Onların gizli dünyasında beğenilen "vahşi, güçlü, sağlam erkek figürü"nün gözlerinin önünde zavallılaşması belki onların kadınlıklarını da yaralıyor.
Aldattıkları erkeği, bir başkasıyla yattıklarında değil, bu yıkılmış hallerini gördüklerinde terk ediyorlar.
Erkeğin o çöküntüsüne şahit olduğunda artık o ağlayan, yalvaran erkeğin merak edilecek bir sırrı kalmıyor onlar için, çözülüp bütün kareleri harflerle doldurulmuş eski bir bilmece gibi sıkıcı oluyorlar, çözülmüş bir bilmeceyi bir daha çözmeyecekleri için de bırakıp gidiyorlar.
Film boyunca, aldatılanla aldatanın sürekli yer değiştirdiği karmaşık ilişkiler içinde hep aynı sonuçla karşılaşıyor insan.
Aldatılan erkek, kadını terk edemiyor.
Aksine kadını geri almaya çalışıyor.
Bütün o insafsız soruları, hoyrat merakları, acınacak gözyaşlarıyla yaşananları temizlemeye, kendilerine bir teselli bulmaya uğraşıyor, "yenilgilerini" onlara unutturacak bir çıkış arıyor.
Ama bu çıkışı bulmak kolay olmuyor.
Ağlıyorlar, yalvarıyorlar, bütün vakarlarından vazgeçiyorlar ve ancak "rakiplerini" ağır bir şekilde yaraladıktan sonra kadınlarını geri alacak güce kavuşuyorlar.

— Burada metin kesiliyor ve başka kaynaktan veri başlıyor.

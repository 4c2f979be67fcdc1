// ugBC - A retargetable BASIC compiler creating binaries for 8-bit home computers
// Copyright (C) 2026  Marcel Joachim Kloubert <marcel@kloubert.dev>
//
// This program is free software: you can redistribute it and/or modify
// it under the terms of the GNU Affero General Public License as published by
// the Free Software Foundation, either version 3 of the License, or
// (at your option) any later version.
//
// This program is distributed in the hope that it will be useful,
// but WITHOUT ANY WARRANTY; without even the implied warranty of
// MERCHANTABILITY or FITNESS FOR A PARTICULAR PURPOSE.  See the
// GNU Affero General Public License for more details.
//
// You should have received a copy of the GNU Affero General Public License
// along with this program.  If not, see <https://www.gnu.org/licenses/>.

//! Protothreads.
//!
//! A parallel procedure is a state machine. The scheduler (`PTRUN`) calls
//! its entry once per round; the entry restores the locals of the running
//! instance, dispatches on the step saved by the last `YIELD`, runs to the
//! next `YIELD`, saves step and locals, and returns.
//!
//! Locals are kept per instance in save slots: one array per byte of each
//! local, indexed by the running thread (`PTCURRENT`).

use super::variables::VariableEmitter;
use crate::backend::Value;
use crate::environment::Environment;
use crate::error::{ErrorCode, Result};
use crate::symbols::{ProcedureId, VariableId, VariableScope};
use crate::types::VariableType;

/// Extension trait for protothreads.
pub trait ThreadEmitter {
    /// `SPAWN name[args]`: start an instance; the result is its thread id
    /// (255 when every slot is taken).
    fn spawn(&mut self, name: &str, args: &[VariableId]) -> Result<VariableId>;

    /// `YIELD`: suspend the running instance; in the main program, run one
    /// scheduler round.
    fn yield_thread(&mut self) -> Result<()>;

    /// `KILL [id]`; without an id, ends the running instance.
    fn kill(&mut self, thread: Option<VariableId>) -> Result<()>;

    /// `RESPAWN id`: restart an instance from its first step.
    fn respawn(&mut self, thread: VariableId) -> Result<()>;

    /// `WAIT PARALLEL id`: run rounds until the instance ends.
    fn wait_parallel(&mut self, thread: VariableId) -> Result<()>;

    /// `RUN PARALLEL`: one scheduler round.
    fn run_parallel(&mut self) -> Result<()>;

    /// `RUNNING(id)`: $FF while the instance is alive.
    fn thread_running(&mut self, thread: VariableId) -> Result<VariableId>;

    /// `THREAD ID`: the running instance.
    fn thread_id(&mut self) -> Result<VariableId>;
}

impl Environment {
    /// Save slot label of byte `byte` of local `variable`.
    fn slot(&mut self, variable: &str, byte: usize) -> String {
        let slot = format!("{}_PT{}", variable, byte);
        self.thread_slots.insert(slot.clone());
        slot
    }

    /// Real names and widths of the locals saved with each instance of `id`.
    fn threaded_locals(&self, id: ProcedureId) -> Vec<(String, usize)> {
        self.symbols
            .variables()
            .filter(|(_, v)| v.scope == VariableScope::Local(id) && v.threaded && v.array.is_none())
            .map(|(_, v)| (v.real_name.clone(), v.size().max(1)))
            .collect()
    }

    /// `PTCURRENT` widened to an offset.
    fn thread_offset(&mut self) -> Value {
        self.target
            .cpu
            .copy_extend(&mut self.out, &Value::mem("PTCURRENT"), 1, false, "PTOFFSET", 2);
        Value::mem("PTOFFSET")
    }

    fn set_step(&mut self, step: usize) -> Result<()> {
        self.target
            .cpu
            .copy(&mut self.out, &Value::imm(step as i64), "MATHA", 1);
        self.call_runtime("thread", "PTSETSTEP")
    }

    fn load_thread_id(&mut self, thread: VariableId) -> Result<()> {
        self.expect_numeric(thread)?;
        self.load(thread, "MATHA", 1);
        Ok(())
    }

    /// Entry of a parallel procedure: jump to the dispatcher placed after
    /// the body, where every resumption point is known.
    pub(crate) fn protothread_prologue(&mut self, id: ProcedureId) {
        let procedure = self.symbols.procedure(id);
        let (dispatch, first) = (
            format!("{}_dispatch", procedure.real_name),
            procedure.step_label(0),
        );
        self.target.cpu.jump(&mut self.out, &dispatch);
        self.out.label(first);
    }

    /// End the running instance and leave.
    pub(crate) fn protothread_finish(&mut self, id: ProcedureId) -> Result<()> {
        self.call_runtime("thread", "PTEND")?;
        let suspend = self.symbols.procedure(id).suspend_label();
        self.target.cpu.jump(&mut self.out, &suspend);
        Ok(())
    }

    /// Suspension point and dispatcher of a parallel procedure.
    pub(crate) fn protothread_epilogue(&mut self, id: ProcedureId) -> Result<()> {
        let locals = self.threaded_locals(id);
        let procedure = self.symbols.procedure(id).clone();

        self.out.label(procedure.suspend_label());
        if !locals.is_empty() {
            let offset = self.thread_offset();
            for (name, bytes) in &locals {
                for byte in 0..*bytes {
                    let slot = self.slot(name, byte);
                    let value = Value::mem(format!("{}+{}", name, byte));
                    self.target.cpu.store_indexed(&mut self.out, &slot, &offset, &value, 1);
                }
            }
        }
        self.target.cpu.ret(&mut self.out);

        self.out.label(format!("{}_dispatch", procedure.real_name));
        if !locals.is_empty() {
            let offset = self.thread_offset();
            for (name, bytes) in &locals {
                for byte in 0..*bytes {
                    let slot = self.slot(name, byte);
                    let dest = format!("{}+{}", name, byte);
                    self.target.cpu.load_indexed(&mut self.out, &slot, &offset, &dest, 1);
                }
            }
        }
        self.call_runtime("thread", "PTGETSTEP")?;
        for step in 1..=procedure.steps {
            let next = self.make_label("ptnext");
            self.target
                .cpu
                .branch_if_not_equal(&mut self.out, &Value::mem("MATHR"), step as i64, 1, &next);
            self.target.cpu.jump(&mut self.out, &procedure.step_label(step));
            self.out.label(next);
        }
        self.target.cpu.jump(&mut self.out, &procedure.step_label(0));
        Ok(())
    }
}

impl ThreadEmitter for Environment {
    fn spawn(&mut self, name: &str, args: &[VariableId]) -> Result<VariableId> {
        let id = self.find_procedure_or_fail(name)?;
        let procedure = self.symbols.procedure(id).clone();
        if !procedure.protothread {
            return Err(self.error(
                ErrorCode::SpawnOnNormalProcedure,
                format!("{} is not a parallel procedure and cannot be spawned", name),
            ));
        }
        if procedure.parameters.len() != args.len() {
            return Err(self.error(
                ErrorCode::WrongNumberOfParameters,
                format!(
                    "{} takes {} parameters, {} given",
                    name,
                    procedure.parameters.len(),
                    args.len()
                ),
            ));
        }
        for (parameter, arg) in procedure.parameters.iter().zip(args) {
            if let Some(variable) = parameter.variable {
                self.assign(variable, *arg)?;
            }
        }
        self.deploy("vars")?;
        self.deploy("thread")?;
        self.target
            .cpu
            .address_of(&mut self.out, &procedure.real_name, "PTADDR");
        self.call_runtime("thread", "PTSPAWN")?;

        // Arguments go to the save slots of the new instance.
        let parameters: Vec<(String, usize)> = procedure
            .parameters
            .iter()
            .filter_map(|p| p.variable)
            .map(|v| (self.real_name(v), self.width(v)))
            .collect();
        if !parameters.is_empty() {
            let (stored, full) = (self.make_label("spawned"), self.make_label("spawnfull"));
            self.target
                .cpu
                .branch_if_not_equal(&mut self.out, &Value::mem("MATHR"), 0xFF, 1, &stored);
            self.target.cpu.jump(&mut self.out, &full);
            self.out.label(stored);
            self.target
                .cpu
                .copy_extend(&mut self.out, &Value::mem("MATHR"), 1, false, "PTOFFSET", 2);
            let offset = Value::mem("PTOFFSET");
            for (name, bytes) in parameters {
                for byte in 0..bytes {
                    let slot = self.slot(&name, byte);
                    let value = Value::mem(format!("{}+{}", name, byte));
                    self.target.cpu.store_indexed(&mut self.out, &slot, &offset, &value, 1);
                }
            }
            self.out.label(full);
        }
        Ok(self.result_from("MATHR", 1, VariableType::Thread, "thread id"))
    }

    fn yield_thread(&mut self) -> Result<()> {
        let Some(id) = self.symbols.current_procedure().filter(|_| self.in_parallel_procedure()) else {
            return self.call_runtime("thread", "PTRUN");
        };
        let step = {
            let procedure = self.symbols.procedure_mut(id);
            procedure.steps += 1;
            procedure.steps
        };
        self.set_step(step)?;
        let procedure = self.symbols.procedure(id);
        let (suspend, resume) = (procedure.suspend_label(), procedure.step_label(step));
        self.target.cpu.jump(&mut self.out, &suspend);
        self.out.label(resume);
        Ok(())
    }

    fn kill(&mut self, thread: Option<VariableId>) -> Result<()> {
        match thread {
            Some(thread) => {
                self.load_thread_id(thread)?;
                self.call_runtime("thread", "PTKILL")
            }
            None => match self.symbols.current_procedure() {
                Some(id) if self.in_parallel_procedure() => self.protothread_finish(id),
                _ => Err(self.error(
                    ErrorCode::SpawnOnNormalProcedure,
                    "KILL without a thread outside of a parallel procedure",
                )),
            },
        }
    }

    fn respawn(&mut self, thread: VariableId) -> Result<()> {
        self.load_thread_id(thread)?;
        self.call_runtime("thread", "PTRESPAWN")
    }

    fn wait_parallel(&mut self, thread: VariableId) -> Result<()> {
        self.load_thread_id(thread)?;
        self.call_runtime("thread", "PTWAIT")
    }

    fn run_parallel(&mut self) -> Result<()> {
        self.call_runtime("thread", "PTRUN")
    }

    fn thread_running(&mut self, thread: VariableId) -> Result<VariableId> {
        self.load_thread_id(thread)?;
        self.call_runtime("thread", "PTRUNNING")?;
        Ok(self.result_from("MATHR", 1, VariableType::Byte, "running"))
    }

    fn thread_id(&mut self) -> Result<VariableId> {
        self.deploy("vars")?;
        self.deploy("thread")?;
        Ok(self.result_from("PTCURRENT", 1, VariableType::Thread, "thread id"))
    }
}

#[cfg(test)]
mod tests {
    use super::super::procedures::ProcedureEmitter;
    use super::super::testing::{c64, calls, code};
    use super::*;
    use crate::emitter::LineKind;
    use crate::symbols::Parameter;
    use crate::types::FloatPrecision;

    fn labels(env: &Environment) -> Vec<String> {
        env.out
            .lines()
            .iter()
            .filter(|l| l.kind == LineKind::Label)
            .map(|l| l.text.clone())
            .collect()
    }

    #[test]
    fn test_yield_mints_resumption_points() {
        let mut env = c64();
        env.declare_procedure("BLINK", vec![], true).unwrap();
        env.begin_procedure("BLINK").unwrap();
        env.yield_thread().unwrap();
        env.yield_thread().unwrap();
        env.end_procedure(None).unwrap();

        let labels = labels(&env);
        for wanted in [
            "PROC_BLINK_step0",
            "PROC_BLINK_step1",
            "PROC_BLINK_step2",
            "PROC_BLINK_suspend",
            "PROC_BLINK_dispatch",
        ] {
            assert!(labels.iter().any(|l| l == wanted), "{} missing", wanted);
        }
        let lines = code(&env);
        assert!(lines.contains(&"JMP PROC_BLINK_step2".to_string()));
        assert_eq!(calls(&env, "PTSETSTEP"), 2);
        assert_eq!(calls(&env, "PTGETSTEP"), 1);
        assert_eq!(calls(&env, "PTEND"), 1);
    }

    #[test]
    fn test_locals_are_saved_per_instance() {
        let mut env = c64();
        env.declare_procedure("COUNT", vec![], true).unwrap();
        env.begin_procedure("COUNT").unwrap();
        let n = env.define_variable("N", VariableType::Word).unwrap();
        assert!(env.symbols.variable(n).threaded);
        env.yield_thread().unwrap();
        env.end_procedure(None).unwrap();
        assert!(env.thread_slots.contains("_COUNT_N_PT0"));
        assert!(env.thread_slots.contains("_COUNT_N_PT1"));
    }

    #[test]
    fn test_spawn_requires_parallel_procedure() {
        let mut env = c64();
        env.declare_procedure("PLAIN", vec![], false).unwrap();
        let err = env.spawn("PLAIN", &[]).unwrap_err();
        assert_eq!(err.code, ErrorCode::SpawnOnNormalProcedure);
        assert_eq!(err.code_str(), "E078bis");
    }

    #[test]
    fn test_spawn_passes_arguments_through_slots() {
        let mut env = c64();
        let speed = Parameter::new("SPEED", VariableType::Byte, FloatPrecision::Fast);
        env.declare_procedure("MOVER", vec![speed], true).unwrap();
        let two = env.integer_constant(2);
        let id = env.spawn("MOVER", &[two]).unwrap();
        assert_eq!(env.type_of(id), VariableType::Thread);
        assert_eq!(calls(&env, "PTSPAWN"), 1);
        assert!(env.thread_slots.contains("_MOVER_SPEED_PT0"));
        let lines = code(&env);
        assert!(lines.contains(&"LDA #<PROC_MOVER".to_string()));
    }

    #[test]
    fn test_yield_in_main_program_runs_a_round() {
        let mut env = c64();
        env.yield_thread().unwrap();
        assert_eq!(calls(&env, "PTRUN"), 1);
    }

    #[test]
    fn test_kill_and_wait_take_the_id() {
        let mut env = c64();
        let t = env.define_variable("T", VariableType::Thread).unwrap();
        env.kill(Some(t)).unwrap();
        env.wait_parallel(t).unwrap();
        let running = env.thread_running(t).unwrap();
        assert_eq!(env.type_of(running), VariableType::Byte);
        assert!(code(&env).iter().filter(|l| *l == "STA MATHA").count() >= 3);
        assert_eq!(env.kill(None).unwrap_err().code, ErrorCode::SpawnOnNormalProcedure);
    }
}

Bazıları da buna hiç kavuşamıyor.
Bütün bu dramatik maceralara, yıkılışlara neden olan "aldatma"nın kendisi ise bazen tuhaf bir gülünçlük de kazanıyor.
Filmde değişik zamanlarda aynı kadınla yatan iki erkek de, ayrı ayrı zamanlarda "aldatılan" durumuna düşüyorlar, birbirinin benzeri acılar çekiyorlar.

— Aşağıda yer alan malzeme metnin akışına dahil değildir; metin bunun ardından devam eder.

// ugBC - A retargetable BASIC compiler creating binaries for 8-bit home computers
// Copyright (C) 2026  Marcel Joachim Kloubert <marcel@kloubert.dev>
//
// This program is free software: you can redistribute it and/or modify
// it under the terms of the GNU Affero General Public License as published by
// the Free Software Foundation, either version 3 of the License, or
// (at your option) any later version.
//
// This program is distributed in the hope that it will be useful,
// but WITHOUT ANY WARRANTY; without even the implied warranty of
// MERCHANTABILITY or FITNESS FOR A PARTICULAR PURPOSE.  See the
// GNU Affero General Public License for more details.
//
// You should have received a copy of the GNU Affero General Public License
// along with this program.  If not, see <https://www.gnu.org/licenses/>.

//! String expressions.
//!
//! Static strings live in the string table and are read through their
//! address; every string computed at runtime is a descriptor of the
//! dynamic string pool. Functions of constant arguments are folded into
//! new static strings.
//!
//! Descriptors held by temporaries belong to the expression that made
//! them: consuming one as an operand frees it.

use super::conversions::{truncate, ConversionEmitter};
use super::variables::VariableEmitter;
use crate::backend::Value;
use crate::environment::Environment;
use crate::error::{ErrorCode, Result};
use crate::symbols::{ConstantValue, VariableId};
use crate::types::VariableType;

/// Extension trait for string functions.
pub trait StringEmitter {
    /// `a + b` on strings.
    fn concat(&mut self, a: VariableId, b: VariableId) -> Result<VariableId>;

    /// `LEFT$(s, n)`.
    fn left(&mut self, s: VariableId, n: VariableId) -> Result<VariableId>;

    /// `RIGHT$(s, n)`.
    fn right(&mut self, s: VariableId, n: VariableId) -> Result<VariableId>;

    /// `MID$(s, position [, length])`, `position` counting from 1.
    fn mid(&mut self, s: VariableId, position: VariableId, length: Option<VariableId>) -> Result<VariableId>;

    /// `LEN(s)`.
    fn len(&mut self, s: VariableId) -> Result<VariableId>;

    /// `CHR$(code)`.
    fn chr(&mut self, code: VariableId) -> Result<VariableId>;

    /// `ASC(s)`: code of the first character, 0 for the empty string.
    fn asc(&mut self, s: VariableId) -> Result<VariableId>;

    /// `STR$(n)`: decimal text of a 16 bit value.
    fn str(&mut self, n: VariableId) -> Result<VariableId>;

    /// `VAL(s)`: the signed value of the leading digits.
    fn val(&mut self, s: VariableId) -> Result<VariableId>;

    /// The dynamic string holding the value of `id`.
    fn dstring_of(&mut self, id: VariableId) -> Result<VariableId>;
}

impl Environment {
    fn string_value(&self, id: VariableId) -> Option<String> {
        match self.constant_value_of(id) {
            Some(ConstantValue::String(s)) => Some(s),
            _ => None,
        }
    }

    /// Free the descriptor of a dynamic string temporary once it has
    /// been read.
    pub(crate) fn consume_dstring(&mut self, id: VariableId) -> Result<()> {
        let variable = self.symbols.variable(id);
        if variable.var_type == VariableType::DString && variable.is_temporary() {
            self.free_dstring(id)?;
        }
        Ok(())
    }

    /// Load `id` as a descriptor into the runtime register `dest`.
    fn load_dstring(&mut self, id: VariableId, dest: &str) -> Result<VariableId> {
        let string = self.dstring_of(id)?;
        self.load(string, dest, 1);
        Ok(string)
    }

    /// Call a pool routine taking `s` in `DSA` and returning a new string.
    fn substring(
        &mut self,
        s: VariableId,
        entry: &str,
        setup: impl FnOnce(&mut Environment) -> Result<()>,
    ) -> Result<VariableId> {
        self.expect_string(s)?;
        let source = self.dstring_of(s)?;
        setup(self)?;
        self.load(source, "DSA", 1);
        self.call_runtime("dstring", entry)?;
        let result = self.result_from("DSA", 1, VariableType::DString, entry);
        self.consume_dstring(source)?;
        Ok(result)
    }

    fn byte_argument(&mut self, id: VariableId, dest: &str) -> Result<()> {
        self.expect_numeric(id)?;
        let id = if self.type_of(id).is_float() {
            self.cast(id, VariableType::Byte)?
        } else {
            id
        };
        let value = self.operand(id, VariableType::Byte);
        self.deploy("dstring")?;
        self.target.cpu.copy(&mut self.out, &value, dest, 1);
        Ok(())
    }
}

/// Characters of `s` between `start` and `start + count`, both clamped.
fn slice(s: &str, start: usize, count: usize) -> String {
    s.chars().skip(start).take(count).collect()
}

impl StringEmitter for Environment {
    fn concat(&mut self, a: VariableId, b: VariableId) -> Result<VariableId> {
        self.expect_string(a)?;
        self.expect_string(b)?;
        if let (Some(x), Some(y)) = (self.string_value(a), self.string_value(b)) {
            return Ok(self.string_constant(&format!("{}{}", x, y)));
        }
        let first = self.dstring_of(a)?;
        let second = self.dstring_of(b)?;
        self.load(first, "DSA", 1);
        self.load(second, "DSB", 1);
        self.call_runtime("dstring", "DSCONCAT")?;
        let result = self.result_from("DSA", 1, VariableType::DString, "concatenation");
        self.consume_dstring(first)?;
        self.consume_dstring(second)?;
        Ok(result)
    }

    fn left(&mut self, s: VariableId, n: VariableId) -> Result<VariableId> {
        if let (Some(text), Some(count)) = (self.string_value(s), self.constant_of(n)) {
            return Ok(self.string_constant(&slice(&text, 0, count.max(0) as usize)));
        }
        self.substring(s, "DSLEFT", |env| env.byte_argument(n, "DSLEN"))
    }

    fn right(&mut self, s: VariableId, n: VariableId) -> Result<VariableId> {
        if let (Some(text), Some(count)) = (self.string_value(s), self.constant_of(n)) {
            let length = text.chars().count();
            let count = (count.max(0) as usize).min(length);
            return Ok(self.string_constant(&slice(&text, length - count, count)));
        }
        self.substring(s, "DSRIGHT", |env| env.byte_argument(n, "DSLEN"))
    }

    fn mid(&mut self, s: VariableId, position: VariableId, length: Option<VariableId>) -> Result<VariableId> {
        let count = match length {
            Some(length) => self.constant_of(length),
            None => Some(255),
        };
        if let (Some(text), Some(start), Some(count)) =
            (self.string_value(s), self.constant_of(position), count)
        {
            let start = (start.max(1) - 1) as usize;
            return Ok(self.string_constant(&slice(&text, start, count.max(0) as usize)));
        }
        self.substring(s, "DSMID", |env| {
            env.byte_argument(position, "DSPOS")?;
            match length {
                Some(length) => env.byte_argument(length, "DSLEN"),
                None => {
                    env.target.cpu.copy(&mut env.out, &Value::imm(255), "DSLEN", 1);
                    Ok(())
                }
            }
        })
    }

    fn len(&mut self, s: VariableId) -> Result<VariableId> {
        self.expect_string(s)?;
        if let Some(text) = self.string_value(s) {
            return Ok(self.typed_constant(text.chars().count() as i64, VariableType::Byte));
        }
        let source = self.load_dstring(s, "DSA")?;
        self.call_runtime("dstring", "DSLENGTH")?;
        let result = self.result_from("MATHR", 2, VariableType::Byte, "length");
        self.consume_dstring(source)?;
        Ok(result)
    }

    fn chr(&mut self, code: VariableId) -> Result<VariableId> {
        self.expect_numeric(code)?;
        if let Some(value) = self.constant_of(code) {
            let text = match value as u8 {
                0 => String::new(),
                c => char::from(c).to_string(),
            };
            return Ok(self.string_constant(&text));
        }
        let value = self.operand(code, VariableType::Byte);
        self.deploy("vars")?;
        self.target.cpu.copy(&mut self.out, &value, "MATHA", 1);
        self.call_runtime("dstring", "DSCHR")?;
        Ok(self.result_from("DSA", 1, VariableType::DString, "character"))
    }

    fn asc(&mut self, s: VariableId) -> Result<VariableId> {
        self.expect_string(s)?;
        if let Some(text) = self.string_value(s) {
            let code = text.chars().next().map(|c| c as i64).unwrap_or(0);
            return Ok(self.typed_constant(code, VariableType::Byte));
        }
        let source = self.load_dstring(s, "DSA")?;
        self.call_runtime("dstring", "DSASC")?;
        let result = self.result_from("MATHR", 2, VariableType::Byte, "character code");
        self.consume_dstring(source)?;
        Ok(result)
    }

    fn str(&mut self, n: VariableId) -> Result<VariableId> {
        self.expect_numeric(n)?;
        if let Some(value) = self.constant_of(n) {
            let text = match self.symbols.variable(n).value_float {
                Some(float) => float.to_string(),
                None => value.to_string(),
            };
            return Ok(self.string_constant(&text));
        }
        let n = if self.type_of(n).is_float() {
            self.cast(n, VariableType::SWord)?
        } else {
            n
        };
        self.load(n, "MATHA", 2);
        self.call_runtime("dstring", "DSSTR")?;
        Ok(self.result_from("DSA", 1, VariableType::DString, "number text"))
    }

    fn val(&mut self, s: VariableId) -> Result<VariableId> {
        self.expect_string(s)?;
        if let Some(text) = self.string_value(s) {
            let trimmed = text.trim_start();
            let (sign, digits) = match trimmed.strip_prefix('-') {
                Some(rest) => (-1, rest),
                None => (1, trimmed),
            };
            let value: i64 = digits
                .chars()
                .take_while(char::is_ascii_digit)
                .fold(0i64, |acc, d| acc * 10 + i64::from(d as u8 - b'0'))
                & 0xFFFF;
            let value = truncate(sign * value, VariableType::SWord);
            return Ok(self.typed_constant(value, VariableType::SWord));
        }
        let source = self.load_dstring(s, "DSA")?;
        self.call_runtime("dstring", "DSVAL")?;
        let result = self.result_from("MATHR", 2, VariableType::SWord, "value");
        self.consume_dstring(source)?;
        Ok(result)
    }

    fn dstring_of(&mut self, id: VariableId) -> Result<VariableId> {
        match self.type_of(id) {
            VariableType::DString => Ok(id),
            VariableType::String => {
                self.deploy("vars")?;
                self.string_pointer(id, "DSPTR");
                self.call_runtime("dstring", "DSDEFINE")?;
                Ok(self.result_from("DSA", 1, VariableType::DString, "string"))
            }
            other => Err(self.error(
                ErrorCode::StringExpected,
                format!("a string is required, found {}", other),
            )),
        }
    }
}

#[cfg(test)]
mod tests {
    use super::super::testing::{c64, calls, coco};
    use super::*;
    use test_case::test_case;

    fn text_of(env: &Environment, id: VariableId) -> Option<String> {
        env.string_value(id)
    }

    #[test]
    fn test_constant_concatenation_folds() {
        let mut env = c64();
        let a = env.string_constant("HELLO, ");
        let b = env.string_constant("WORLD");
        let result = env.concat(a, b).unwrap();
        assert_eq!(text_of(&env, result).as_deref(), Some("HELLO, WORLD"));
        assert_eq!(calls(&env, "DSCONCAT"), 0);
    }

    #[test]
    fn test_runtime_concatenation() {
        let mut env = c64();
        let name = env.define_variable("N$", VariableType::DString).unwrap();
        let greeting = env.string_constant("HI ");
        let result = env.concat(greeting, name).unwrap();
        assert_eq!(env.type_of(result), VariableType::DString);
        assert_eq!(calls(&env, "DSDEFINE"), 1);
        assert_eq!(calls(&env, "DSCONCAT"), 1);
        // the descriptor made from the constant is released, N$ is not
        assert_eq!(calls(&env, "DSFREE"), 1);
    }

    #[test_case("ABCDEF", 3, "ABC" ; "prefix")]
    #[test_case("AB", 5, "AB" ; "longer than the string")]
    #[test_case("AB", 0, "" ; "nothing")]
    fn test_left_folds(text: &str, n: i64, expected: &str) {
        let mut env = c64();
        let s = env.string_constant(text);
        let n = env.integer_constant(n);
        let result = env.left(s, n).unwrap();
        assert_eq!(text_of(&env, result).as_deref(), Some(expected));
    }

    #[test]
    fn test_right_and_mid_fold() {
        let mut env = c64();
        let s = env.string_constant("ABCDEF");
        let two = env.integer_constant(2);
        let right = env.right(s, two).unwrap();
        assert_eq!(text_of(&env, right).as_deref(), Some("EF"));
        let three = env.integer_constant(3);
        let mid = env.mid(s, two, Some(three)).unwrap();
        assert_eq!(text_of(&env, mid).as_deref(), Some("BCD"));
        let rest = env.mid(s, three, None).unwrap();
        assert_eq!(text_of(&env, rest).as_deref(), Some("CDEF"));
    }

    #[test]
    fn test_mid_on_variable_uses_pool() {
        let mut env = coco();
        let s = env.define_variable("S$", VariableType::DString).unwrap();
        let two = env.integer_constant(2);
        let result = env.mid(s, two, None).unwrap();
        assert_eq!(env.type_of(result), VariableType::DString);
        assert_eq!(calls(&env, "DSMID"), 1);
        assert_eq!(calls(&env, "DSFREE"), 0);
    }

    #[test]
    fn test_len_asc_chr_val_str_fold() {
        let mut env = c64();
        let s = env.string_constant("-42X");
        let len = env.len(s).unwrap();
        assert_eq!(env.constant_of(len), Some(4));
        let asc = env.asc(s).unwrap();
        assert_eq!(env.constant_of(asc), Some(45));
        let val = env.val(s).unwrap();
        assert_eq!(env.constant_of(val), Some(-42));
        let code = env.integer_constant(65);
        let chr = env.chr(code).unwrap();
        assert_eq!(text_of(&env, chr).as_deref(), Some("A"));
        let number = env.integer_constant(-7);
        let text = env.str(number).unwrap();
        assert_eq!(text_of(&env, text).as_deref(), Some("-7"));
    }

    #[test]
    fn test_runtime_len_reads_register() {
        let mut env = c64();
        let s = env.define_variable("S$", VariableType::DString).unwrap();
        let len = env.len(s).unwrap();
        assert_eq!(env.type_of(len), VariableType::Byte);
        assert_eq!(calls(&env, "DSLENGTH"), 1);
    }

    #[test]
    fn test_numbers_are_not_strings() {
        let mut env = c64();
        let n = env.integer_constant(1);
        assert_eq!(env.len(n).unwrap_err().code, ErrorCode::StringExpected);
        assert_eq!(env.dstring_of(n).unwrap_err().code, ErrorCode::StringExpected);
    }
}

Niye aynı kadınla yatan iki erkekten biri aldatan biri aldatılan oluyor peki?
Kimin aldatıldığını belirleyen ölçü ne?
Sanırım, kimin aldatıldığını anlamak için kimin "sadakat" beklediğine bakmak gerekiyor.
İki erkek ya da iki kadın, aynı zamanda aynı insanla yattığında, hangisi "sadakat" bekliyorsa "aldatılan" o oluyor.
Sadakat beklemeyen birini aldatmak mümkün değil çünkü.